# ***End to End tutorial for SMS_SPAM labeling using Cage:***
**The paper, documentation, colab notebook can be found here:** [Paper](https://ojs.aaai.org/index.php/AAAI/article/view/5742), [Documentation](https://spear-decile.readthedocs.io/en/latest/#cage), [Colab](https://colab.research.google.com/drive/1vec-Q-xO9wQtM3p_CZ7237gCq0xIR9b9?usp=sharing)

In [1]:
#pip install

In [2]:
'''
User don't need to include this cell to use the package
'''
import sys
sys.path.append('../../')

In [3]:
import numpy as np

# ***Defining an Enum to hold labels:***
### **Representation of class Labels**

<p>All the class labels for which we define labeling functions are encoded in enum and utilized in our next tasks.
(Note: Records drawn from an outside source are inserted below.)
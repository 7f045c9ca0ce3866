//! Notification storage and persistence.
//!
//! The store is the single point of truth for notification state. Every
//! mutation runs under the connection lock, so a read-modify-write on one id
//! is a single critical section.

use std::collections::VecDeque;
use std::path::Path;
use std::sync::{Arc, Mutex, MutexGuard};

use rusqlite::types::{Type, Value as SqlValue};
use rusqlite::{params, params_from_iter, Connection, ErrorCode, OptionalExtension};
use serde_json::Value;
use tracing::{debug, info};

use super::error::{NotificationError, Result};
use super::filter::Predicate;
use super::models::{NotificationRecord, Properties, RecordProperty};
use super::schema::NOTIFICATION_VERSIONED_SCHEMAS;
use crate::sqlite_persistence::VersionedSchema;

/// Rows fetched per round trip by [`RecordQuery`].
pub const DEFAULT_PAGE_SIZE: usize = 64;

const RECORD_COLUMNS: &str = "seq, notification_id, group_id, is_summary, opened, dismissed, \
                              created_at, expire_time, properties";

/// Keyset position of the last record returned by a page.
#[derive(Debug, Clone, Copy, PartialEq, Eq)]
pub struct QueryCursor {
    pub created_at: i64,
    pub seq: i64,
}

impl From<&NotificationRecord> for QueryCursor {
    fn from(record: &NotificationRecord) -> Self {
        Self {
            created_at: record.created_at,
            seq: record.seq,
        }
    }
}

/// Trait for notification storage operations.
///
/// Ordered reads always return records oldest first, ties broken by
/// insertion sequence.
#[cfg_attr(feature = "mock", mockall::automock)]
pub trait NotificationStore: Send + Sync {
    /// Insert a new record. Fails with `DuplicateId` if the id is already stored.
    /// Returns the record with its insertion sequence assigned.
    fn insert(&self, record: &NotificationRecord) -> Result<NotificationRecord>;

    /// Get a record by id.
    fn get(&self, id: &str) -> Result<Option<NotificationRecord>>;

    /// Fetch up to `limit` matching records positioned after `after`.
    fn query_page(
        &self,
        predicate: &Predicate,
        after: Option<QueryCursor>,
        limit: usize,
    ) -> Result<Vec<NotificationRecord>>;

    /// Count matching records.
    fn count(&self, predicate: &Predicate) -> Result<usize>;

    /// Set a single property. Fails with `NotFound` if the id is not stored.
    fn update(&self, id: &str, property: &RecordProperty, value: &Value) -> Result<()>;

    /// Replace the values of an existing record (group, summary flag,
    /// expiration, payload properties), keeping its creation time, sequence
    /// and interaction flags. Fails with `NotFound` if the id is not stored.
    fn overwrite(&self, record: &NotificationRecord) -> Result<NotificationRecord>;

    /// Delete a record. Fails with `NotFound` if the id is not stored.
    fn delete(&self, id: &str) -> Result<()>;

    /// Delete every record created before `cutoff`. Returns the number deleted.
    fn delete_created_before(&self, cutoff: i64) -> Result<usize>;
}

impl dyn NotificationStore + '_ {
    /// Lazy, restartable, oldest-first sequence of records matching `predicate`.
    pub fn query(&self, predicate: Predicate) -> RecordQuery<'_> {
        RecordQuery::new(self, predicate)
    }
}

/// Lazy query over a store. Every call to [`RecordQuery::iter`] starts over
/// from the oldest matching record.
pub struct RecordQuery<'a> {
    store: &'a dyn NotificationStore,
    predicate: Predicate,
    page_size: usize,
}

impl<'a> RecordQuery<'a> {
    pub fn new(store: &'a dyn NotificationStore, predicate: Predicate) -> Self {
        Self {
            store,
            predicate,
            page_size: DEFAULT_PAGE_SIZE,
        }
    }

    pub fn with_page_size(mut self, page_size: usize) -> Self {
        self.page_size = page_size.max(1);
        self
    }

    pub fn iter(&self) -> RecordIter<'_> {
        RecordIter {
            query: self,
            buffer: VecDeque::new(),
            cursor: None,
            exhausted: false,
        }
    }

    /// Drains the whole sequence, stopping at the first storage error.
    pub fn to_vec(&self) -> Result<Vec<NotificationRecord>> {
        self.iter().collect()
    }
}

pub struct RecordIter<'q> {
    query: &'q RecordQuery<'q>,
    buffer: VecDeque<NotificationRecord>,
    cursor: Option<QueryCursor>,
    exhausted: bool,
}

impl Iterator for RecordIter<'_> {
    type Item = Result<NotificationRecord>;

    fn next(&mut self) -> Option<Self::Item> {
        if self.buffer.is_empty() && !self.exhausted {
            match self.query.store.query_page(
                &self.query.predicate,
                self.cursor,
                self.query.page_size,
            ) {
                Ok(page) => {
                    if page.len() < self.query.page_size {
                        self.exhausted = true;
                    }
                    if let Some(last) = page.last() {
                        self.cursor = Some(QueryCursor::from(last));
                    }
                    self.buffer.extend(page);
                }
                Err(e) => {
                    self.exhausted = true;
                    return Some(Err(e));
                }
            }
        }
        self.buffer.pop_front().map(Ok)
    }
}

/// SQLite-backed notification store.
pub struct SqliteNotificationStore {
    conn: Arc<Mutex<Connection>>,
}

impl SqliteNotificationStore {
    /// Opens an existing database or creates a new one with the current schema.
    pub fn new<P: AsRef<Path>>(db_path: P) -> anyhow::Result<Self> {
        let conn = if db_path.as_ref().exists() {
            let conn = Connection::open(&db_path)?;
            VersionedSchema::open_or_migrate(NOTIFICATION_VERSIONED_SCHEMAS, &conn)?;
            conn
        } else {
            let conn = Connection::open(&db_path)?;
            Self::create_latest(&conn)?;
            info!("Created new notification database at {:?}", db_path.as_ref());
            conn
        };

        conn.pragma_update(None, "journal_mode", "WAL")?;

        Ok(Self {
            conn: Arc::new(Mutex::new(conn)),
        })
    }

    /// Creates a store backed by an in-memory database.
    pub fn in_memory() -> anyhow::Result<Self> {
        let conn = Connection::open_in_memory()?;
        Self::create_latest(&conn)?;
        Ok(Self {
            conn: Arc::new(Mutex::new(conn)),
        })
    }

    fn create_latest(conn: &Connection) -> anyhow::Result<()> {
        NOTIFICATION_VERSIONED_SCHEMAS
            .last()
            .ok_or_else(|| anyhow::anyhow!("No schemas defined"))?
            .create(conn)
    }

    fn lock(&self) -> Result<MutexGuard<'_, Connection>> {
        self.conn
            .lock()
            .map_err(|_| NotificationError::StorageUnavailable("connection lock poisoned".into()))
    }

    fn get_with(conn: &Connection, id: &str) -> Result<Option<NotificationRecord>> {
        let record = conn
            .query_row(
                &format!(
                    "SELECT {} FROM notifications WHERE notification_id = ?1",
                    RECORD_COLUMNS
                ),
                params![id],
                row_to_record,
            )
            .optional()?;
        Ok(record)
    }

    fn update_payload_property(
        conn: &Connection,
        id: &str,
        key: &str,
        value: &Value,
    ) -> Result<()> {
        let stored: Option<String> = conn
            .query_row(
                "SELECT properties FROM notifications WHERE notification_id = ?1",
                params![id],
                |row| row.get(0),
            )
            .optional()?;
        let stored = stored.ok_or_else(|| NotificationError::NotFound(id.to_string()))?;

        let mut properties: Properties = serde_json::from_str(&stored)?;
        if value.is_null() {
            properties.remove(key);
        } else {
            properties.insert(key.to_string(), value.clone());
        }

        conn.execute(
            "UPDATE notifications SET properties = ?1 WHERE notification_id = ?2",
            params![serde_json::to_string(&properties)?, id],
        )?;
        Ok(())
    }
}

fn invalid_property(property: &RecordProperty, reason: &str) -> NotificationError {
    NotificationError::InvalidProperty {
        property: property.name().to_string(),
        reason: reason.to_string(),
    }
}

/// Converts a property value into the column value it is stored as.
fn column_value(property: &RecordProperty, value: &Value) -> Result<(&'static str, SqlValue)> {
    match property {
        RecordProperty::Opened | RecordProperty::Dismissed | RecordProperty::IsSummary => {
            let flag = value
                .as_bool()
                .ok_or_else(|| invalid_property(property, "expected a boolean"))?;
            let column = match property {
                RecordProperty::Opened => "opened",
                RecordProperty::Dismissed => "dismissed",
                _ => "is_summary",
            };
            Ok((column, SqlValue::Integer(flag as i64)))
        }
        RecordProperty::GroupId => match value {
            Value::Null => Ok(("group_id", SqlValue::Null)),
            Value::String(group) => Ok(("group_id", SqlValue::Text(group.clone()))),
            _ => Err(invalid_property(property, "expected a string or null")),
        },
        RecordProperty::ExpireTime => match value {
            Value::Null => Ok(("expire_time", SqlValue::Null)),
            other => other
                .as_i64()
                .map(|t| ("expire_time", SqlValue::Integer(t)))
                .ok_or_else(|| invalid_property(property, "expected an integer or null")),
        },
        RecordProperty::Payload(_) => Err(invalid_property(property, "not a column")),
    }
}

fn is_unique_violation(err: &rusqlite::Error) -> bool {
    matches!(
        err,
        rusqlite::Error::SqliteFailure(e, _) if e.code == ErrorCode::ConstraintViolation
    )
}

fn row_to_record(row: &rusqlite::Row) -> rusqlite::Result<NotificationRecord> {
    let properties_json: String = row.get("properties")?;
    let properties: Properties = serde_json::from_str(&properties_json)
        .map_err(|e| rusqlite::Error::FromSqlConversionFailure(8, Type::Text, Box::new(e)))?;

    Ok(NotificationRecord {
        seq: row.get("seq")?,
        id: row.get("notification_id")?,
        group_id: row.get("group_id")?,
        is_summary: row.get::<_, i64>("is_summary")? != 0,
        opened: row.get::<_, i64>("opened")? != 0,
        dismissed: row.get::<_, i64>("dismissed")? != 0,
        created_at: row.get("created_at")?,
        expire_time: row.get("expire_time")?,
        properties,
    })
}

impl NotificationStore for SqliteNotificationStore {
    fn insert(&self, record: &NotificationRecord) -> Result<NotificationRecord> {
        let conn = self.lock()?;
        let properties = serde_json::to_string(&record.properties)?;
        let inserted = conn.execute(
            r#"INSERT INTO notifications (
                notification_id, group_id, is_summary, opened, dismissed,
                created_at, expire_time, properties
            ) VALUES (?1, ?2, ?3, ?4, ?5, ?6, ?7, ?8)"#,
            params![
                record.id,
                record.group_id,
                record.is_summary,
                record.opened,
                record.dismissed,
                record.created_at,
                record.expire_time,
                properties,
            ],
        );

        match inserted {
            Ok(_) => {
                let mut stored = record.clone();
                stored.seq = conn.last_insert_rowid();
                debug!("Inserted notification {} (seq {})", stored.id, stored.seq);
                Ok(stored)
            }
            Err(e) if is_unique_violation(&e) => {
                Err(NotificationError::DuplicateId(record.id.clone()))
            }
            Err(e) => Err(e.into()),
        }
    }

    fn get(&self, id: &str) -> Result<Option<NotificationRecord>> {
        let conn = self.lock()?;
        Self::get_with(&conn, id)
    }

    fn query_page(
        &self,
        predicate: &Predicate,
        after: Option<QueryCursor>,
        limit: usize,
    ) -> Result<Vec<NotificationRecord>> {
        let (where_sql, mut sql_params) = predicate.to_sql();
        let mut sql = format!(
            "SELECT {} FROM notifications WHERE {}",
            RECORD_COLUMNS, where_sql
        );
        if let Some(cursor) = after {
            sql.push_str(" AND (created_at > ? OR (created_at = ? AND seq > ?))");
            sql_params.push(SqlValue::Integer(cursor.created_at));
            sql_params.push(SqlValue::Integer(cursor.created_at));
            sql_params.push(SqlValue::Integer(cursor.seq));
        }
        sql.push_str(" ORDER BY created_at ASC, seq ASC LIMIT ?");
        sql_params.push(SqlValue::Integer(limit as i64));

        let conn = self.lock()?;
        let mut stmt = conn.prepare(&sql)?;
        let records = stmt
            .query_map(params_from_iter(sql_params.iter()), row_to_record)?
            .collect::<rusqlite::Result<Vec<_>>>()?;
        Ok(records)
    }

    fn count(&self, predicate: &Predicate) -> Result<usize> {
        let (where_sql, sql_params) = predicate.to_sql();
        let conn = self.lock()?;
        let count: i64 = conn.query_row(
            &format!("SELECT COUNT(*) FROM notifications WHERE {}", where_sql),
            params_from_iter(sql_params.iter()),
            |row| row.get(0),
        )?;
        Ok(usize::try_from(count).unwrap_or(0))
    }

    fn update(&self, id: &str, property: &RecordProperty, value: &Value) -> Result<()> {
        let conn = self.lock()?;
        if let RecordProperty::Payload(key) = property {
            return Self::update_payload_property(&conn, id, key, value);
        }

        let (column, column_value) = column_value(property, value)?;
        let updated = conn.execute(
            &format!(
                "UPDATE notifications SET {} = ?1 WHERE notification_id = ?2",
                column
            ),
            params![column_value, id],
        )?;
        if updated == 0 {
            return Err(NotificationError::NotFound(id.to_string()));
        }
        debug!("Set {} = {} on notification {}", column, value, id);
        Ok(())
    }

    fn overwrite(&self, record: &NotificationRecord) -> Result<NotificationRecord> {
        let conn = self.lock()?;
        let updated = conn.execute(
            r#"UPDATE notifications
               SET group_id = ?1, is_summary = ?2, expire_time = ?3, properties = ?4
               WHERE notification_id = ?5"#,
            params![
                record.group_id,
                record.is_summary,
                record.expire_time,
                serde_json::to_string(&record.properties)?,
                record.id,
            ],
        )?;
        if updated == 0 {
            return Err(NotificationError::NotFound(record.id.clone()));
        }
        Self::get_with(&conn, &record.id)?
            .ok_or_else(|| NotificationError::NotFound(record.id.clone()))
    }

    fn delete(&self, id: &str) -> Result<()> {
        let conn = self.lock()?;
        let deleted = conn.execute(
            "DELETE FROM notifications WHERE notification_id = ?1",
            params![id],
        )?;
        if deleted == 0 {
            return Err(NotificationError::NotFound(id.to_string()));
        }
        debug!("Deleted notification {}", id);
        Ok(())
    }

    fn delete_created_before(&self, cutoff: i64) -> Result<usize> {
        let conn = self.lock()?;
        let deleted = conn.execute(
            "DELETE FROM notifications WHERE created_at < ?1",
            params![cutoff],
        )?;
        Ok(deleted)
    }
}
Make sure not to define an Abstain(Labeling function(LF) not deciding anything) class inside this Enum, instead import the ABSTAIN object as used later in LF section.</p>

<p>SPAM dataset contains 2 classes i.e <b>HAM</b> and <b>SPAM</b>. Note that the numbers we associate can be anything but it is suggested to use a continuous numbers from 0 to number_of_classes-1</p>

<p><b>**Note that even though this example is a binary classification, this(SPEAR) library supports multi-class classification**</b></p>

In [4]:
import enum

# enum to hold the class labels
class ClassLabels(enum.Enum):
    SPAM = 1
    HAM = 0

THRESHOLD = 0.8

# ***Defining preprocessors, continuous_scorers, labeling functions:***
During labeling the unlabelled data we lookup for few keywords to assign a class SMS.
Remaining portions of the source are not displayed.